▶ **YOUR GOAL**: Consider the entries given below. Count the lines that include "over" and give only the count.
*** AVAILABLE DATA ***
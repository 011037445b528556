//! Mock implementation of BlobStore for testing

use std::collections::BTreeMap;
use std::sync::atomic::{AtomicBool, Ordering};
use std::sync::{Arc, Mutex};

use async_trait::async_trait;
use bytes::Bytes;
use futures::StreamExt;

use crate::blob::{object_key, object_prefix, BlobBody, BlobDownload, BlobStore};
use crate::error::StoreError;

/// In-memory blob backend for tests
pub struct MockBlobStore {
    objects: Arc<Mutex<BTreeMap<String, Bytes>>>,
    fail_puts: AtomicBool,
}

impl MockBlobStore {
    /// Create a new empty mock store
    pub fn new() -> Self {
        Self {
            objects: Arc::new(Mutex::new(BTreeMap::new())),
            fail_puts: AtomicBool::new(false),
        }
    }

    /// Number of objects currently held
    pub fn object_count(&self) -> usize {
        self.objects.lock().unwrap().len()
    }

    /// Whether an object exists for the given blob coordinates
    pub fn contains(&self, store_id: &str, record_id: &str, blob_name: &str) -> bool {
        self.objects
            .lock()
            .unwrap()
            .contains_key(&object_key(store_id, record_id, blob_name))
    }

    /// Make every following put fail with `Unavailable`
    pub fn fail_puts(&self, fail: bool) {
        self.fail_puts.store(fail, Ordering::SeqCst);
    }
}

impl Default for MockBlobStore {
    fn default() -> Self {
        Self::new()
    }
}

#[async_trait]
impl BlobStore for MockBlobStore {
    async fn put(
        &self,
        store_id: &str,
        record_id: &str,
        blob_name: &str,
        mut body: BlobBody,
        _size: Option<u64>,
    ) -> Result<u64, StoreError> {
        if self.fail_puts.load(Ordering::SeqCst) {
            return Err(StoreError::Unavailable("blob backend down".to_string()));
        }
        let mut buffer = Vec::new();
        while let Some(chunk) = body.next().await {
            let chunk =
                chunk.map_err(|err| StoreError::Internal(format!("read upload body: {}", err)))?;
            buffer.extend_from_slice(&chunk);
        }
        let written = buffer.len() as u64;
        self.objects
            .lock()
            .unwrap()
            .insert(object_key(store_id, record_id, blob_name), Bytes::from(buffer));
        Ok(written)
    }

    async fn get(
        &self,
        store_id: &str,
        record_id: &str,
        blob_name: &str,
    ) -> Result<BlobDownload, StoreError> {
        let key = object_key(store_id, record_id, blob_name);
        let bytes = self
            .objects
            .lock()
            .unwrap()
            .get(&key)
            .cloned()
            .ok_or_else(|| StoreError::NotFound(format!("blob {}", key)))?;
        let size = bytes.len() as u64;
        let body: BlobBody = Box::pin(futures::stream::iter(vec![Ok(bytes)]));
        Ok(BlobDownload { body, size })
    }

    async fn list(&self, store_id: &str, record_id: &str) -> Result<Vec<String>, StoreError> {
        let prefix = object_prefix(store_id, record_id);
        Ok(self
            .objects
            .lock()
            .unwrap()
            .keys()
            .filter_map(|key| key.strip_prefix(prefix.as_str()))
            .map(str::to_string)
            .collect())
    }

    async fn delete(
        &self,
        store_id: &str,
        record_id: &str,
        blob_name: &str,
    ) -> Result<(), StoreError> {
        self.objects
            .lock()
            .unwrap()
            .remove(&object_key(store_id, record_id, blob_name));
        Ok(())
    }
}
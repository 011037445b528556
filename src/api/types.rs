//! Wire types for the HTTP surface
//!
//! Bodies use snake_case fields; timestamps are RFC 3339 strings on the
//! wire and epoch seconds internally.

use serde::{Deserialize, Serialize};

use crate::model::{Properties, RecordQuery, RecordRow, RecordUpdate, StoreList, StoreRow};
use crate::service::record_service::NewRecord;

/// Render an internal epoch-seconds timestamp for the wire
pub fn rfc3339(secs: i64) -> String {
    chrono::DateTime::<chrono::Utc>::from_timestamp(secs, 0)
        .map(|dt| dt.to_rfc3339_opts(chrono::SecondsFormat::Secs, true))
        .unwrap_or_default()
}

#[derive(Debug, Deserialize)]
pub struct CreateStoreRequest {
    pub store_id: String,
    #[serde(default)]
    pub name: String,
}

#[derive(Debug, Serialize)]
pub struct StoreResponse {
    pub store_id: String,
    pub name: String,
    pub created_at: String,
    pub updated_at: String,
}

impl From<StoreRow> for StoreResponse {
    fn from(store: StoreRow) -> Self {
        Self {
            store_id: store.store_id,
            name: store.name,
            created_at: rfc3339(store.created_at),
            updated_at: rfc3339(store.updated_at),
        }
    }
}

#[derive(Debug, Deserialize)]
pub struct ListStoresParams {
    pub limit: Option<u32>,
    pub page_token: Option<String>,
}

#[derive(Debug, Serialize)]
pub struct ListStoresResponse {
    pub stores: Vec<StoreResponse>,
    #[serde(skip_serializing_if = "Option::is_none")]
    pub next_page_token: Option<String>,
}

impl From<StoreList> for ListStoresResponse {
    fn from(list: StoreList) -> Self {
        Self {
            stores: list.stores.into_iter().map(StoreResponse::from).collect(),
            next_page_token: list.next_page_token,
        }
    }
}

#[derive(Debug, Deserialize)]
pub struct CreateRecordRequest {
    pub record_id: String,
    pub owner_id: Option<String>,
    pub game_id: Option<String>,
    #[serde(default)]
    pub tags: Vec<String>,
    #[serde(default)]
    pub properties: Properties,
    #[serde(default)]
    pub blob_keys: Vec<String>,
}

impl From<CreateRecordRequest> for NewRecord {
    fn from(request: CreateRecordRequest) -> Self {
        Self {
            record_id: request.record_id,
            owner_id: request.owner_id,
            game_id: request.game_id,
            tags: request.tags,
            properties: request.properties,
            blob_keys: request.blob_keys,
        }
    }
}

#[derive(Debug, Deserialize)]
pub struct UpdateRecordRequest {
    pub owner_id: Option<String>,
    pub game_id: Option<String>,
    pub tags: Option<Vec<String>>,
    pub properties: Option<Properties>,
    pub blob_keys: Option<Vec<String>>,
}

impl From<UpdateRecordRequest> for RecordUpdate {
    fn from(request: UpdateRecordRequest) -> Self {
        Self {
            owner_id: request.owner_id,
            game_id: request.game_id,
            tags: request.tags,
            properties: request.properties,
            blob_keys: request.blob_keys,
        }
    }
}

#[derive(Debug, Serialize)]
pub struct RecordResponse {
    pub store_id: String,
    pub record_id: String,
    pub concat_key: String,
    pub owner_id: String,
    pub game_id: String,
    pub tags: Vec<String>,
    pub properties: Properties,
    pub blob_keys: Vec<String>,
    pub created_at: String,
    pub updated_at: String,
}

impl From<RecordRow> for RecordResponse {
    fn from(record: RecordRow) -> Self {
        let concat_key = record.concat_key();
        Self {
            store_id: record.store_id,
            record_id: record.record_id,
            concat_key,
            owner_id: record.owner_id,
            game_id: record.game_id,
            tags: record.tags,
            properties: record.properties,
            blob_keys: record.blob_keys,
            created_at: rfc3339(record.created_at),
            updated_at: rfc3339(record.updated_at),
        }
    }
}

/// Query string of the record query endpoint. `tags` is comma separated so
/// older clients stay compatible with plain query strings.
#[derive(Debug, Deserialize)]
pub struct QueryRecordsParams {
    pub owner_id: Option<String>,
    pub game_id: Option<String>,
    pub tags: Option<String>,
    pub limit: Option<u32>,
}

impl From<QueryRecordsParams> for RecordQuery {
    fn from(params: QueryRecordsParams) -> Self {
        let tags = params
            .tags
            .map(|tags| {
                tags.split(',')
                    .map(str::trim)
                    .filter(|tag| !tag.is_empty())
                    .map(str::to_string)
                    .collect()
            })
            .unwrap_or_default();
        Self {
            owner_id: params.owner_id,
            game_id: params.game_id,
            tags,
            limit: params.limit,
        }
    }
}

#[derive(Debug, Serialize)]
pub struct QueryRecordsResponse {
    pub records: Vec<RecordResponse>,
}

#[derive(Debug, Serialize)]
pub struct BlobUploadResponse {
    pub store_id: String,
    pub record_id: String,
    pub blob_name: String,
    pub size: u64,
}

#[derive(Debug, Serialize)]
pub struct ListBlobsResponse {
    pub blob_names: Vec<String>,
}

#[derive(Debug, Serialize)]
pub struct MetadataResponse {
    pub metadata_type: String,
    pub metadata_id: String,
    pub payload: Properties,
}

#[cfg(test)]
mod tests {
    use super::*;

    #[test]
    fn test_rfc3339_rendering() {
        assert_eq!(rfc3339(0), "1970-01-01T00:00:00Z");
        assert_eq!(rfc3339(1704067200), "2024-01-01T00:00:00Z");
    }

    #[test]
    fn test_query_params_tag_splitting() {
        let params = QueryRecordsParams {
            owner_id: None,
            game_id: None,
            tags: Some("a, b,,c".to_string()),
            limit: Some(5),
        };
        let query = RecordQuery::from(params);
        assert_eq!(query.tags, vec!["a", "b", "c"]);
        assert_eq!(query.limit, Some(5));
    }

    #[test]
    fn test_record_response_carries_concat_key() {
        let record = RecordRow::new("s1", "r1");
        let response = RecordResponse::from(record);
        assert_eq!(response.concat_key, "s1#r1");
    }
}
//! Metadata tier abstraction
//!
//! One contract over two very different backend models: a key-value table
//! service with global secondary indexes (DynamoDB) and a document
//! collection service (MongoDB). Higher layers only ever see this trait and
//! the shared error taxonomy; pagination tokens, conditional-write failures,
//! and uniqueness semantics of the concrete tiers never leak upward.

pub mod document_store;
pub mod dynamo_store;
pub mod mock_store;
pub mod query;

use async_trait::async_trait;
use serde_json::Value;

use crate::error::StoreError;
use crate::model::{
    MetadataRow, Properties, RecordQuery, RecordRow, RecordUpdate, StoreList, StorePage, StoreRow,
};

/// Metadata type of the companion row describing a store
pub const STORE_INFO_TYPE: &str = "store_info";

/// Metadata type of the per-store counters row
pub const STORE_STATS_TYPE: &str = "store_stats";

/// Cascade deletes remove records in batches of at most this many rows
pub const DELETE_BATCH_SIZE: usize = 25;

/// Page cap applied to store listing when the caller does not set one
pub const DEFAULT_STORE_PAGE_SIZE: u32 = 100;

/// Payload of the `store_info` companion row
pub fn store_info_payload(store: &StoreRow) -> Properties {
    let mut payload = Properties::new();
    payload.insert("store_id".to_string(), Value::String(store.store_id.clone()));
    payload.insert("name".to_string(), Value::String(store.name.clone()));
    payload.insert("created_at".to_string(), Value::Number(store.created_at.into()));
    payload
}

/// Payload of the `store_stats` companion row
pub fn store_stats_payload(record_count: i64) -> Properties {
    let mut payload = Properties::new();
    payload.insert("record_count".to_string(), Value::Number(record_count.into()));
    payload
}

/// Read the record count out of a `store_stats` payload, defaulting to zero
pub fn record_count_from_stats(payload: &Properties) -> i64 {
    payload
        .get("record_count")
        .and_then(Value::as_i64)
        .unwrap_or(0)
}

/// Uniform contract for stores, records, and typed metadata rows.
///
/// Semantics every backend must provide:
///
/// - `create_store` fails with `AlreadyExists` when the id is taken and
///   writes a best-effort `store_info` companion row.
/// - `create_record` verifies the parent store first (`NotFound`), inserts
///   conditionally (`AlreadyExists` on a lost race), and bumps the
///   `store_stats` record count with last-writer-wins semantics. The count
///   is approximate and is never read on the request path.
/// - `update_record` writes only the present fields of the update and fails
///   with `NotFound` when the record is gone.
/// - `delete_store` removes the store row first, then cascades over the
///   records in batches of [`DELETE_BATCH_SIZE`] and removes the companion
///   rows; failures after the store row is gone degrade to warnings.
/// - `delete_record` and `delete_metadata` are unconditional and idempotent.
/// - `query_metadata` returns every row of a type with its `metadata_id`
///   injected into the payload.
#[async_trait]
pub trait MetadataStore: Send + Sync {
    async fn create_store(&self, store: StoreRow) -> Result<StoreRow, StoreError>;

    async fn get_store(&self, store_id: &str) -> Result<StoreRow, StoreError>;

    async fn list_stores(&self, page: StorePage) -> Result<StoreList, StoreError>;

    async fn delete_store(&self, store_id: &str) -> Result<(), StoreError>;

    async fn create_record(&self, record: RecordRow) -> Result<RecordRow, StoreError>;

    async fn get_record(&self, store_id: &str, record_id: &str) -> Result<RecordRow, StoreError>;

    async fn update_record(
        &self,
        store_id: &str,
        record_id: &str,
        update: RecordUpdate,
    ) -> Result<RecordRow, StoreError>;

    async fn delete_record(&self, store_id: &str, record_id: &str) -> Result<(), StoreError>;

    async fn query_records(
        &self,
        store_id: &str,
        query: RecordQuery,
    ) -> Result<Vec<RecordRow>, StoreError>;

    async fn get_metadata(
        &self,
        metadata_type: &str,
        metadata_id: &str,
    ) -> Result<MetadataRow, StoreError>;

    async fn set_metadata(
        &self,
        metadata_type: &str,
        metadata_id: &str,
        payload: Properties,
    ) -> Result<(), StoreError>;

    async fn delete_metadata(&self, metadata_type: &str, metadata_id: &str)
        -> Result<(), StoreError>;

    async fn query_metadata(&self, metadata_type: &str) -> Result<Vec<MetadataRow>, StoreError>;
}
***
▶ **RESULT OF THE TASK**: 2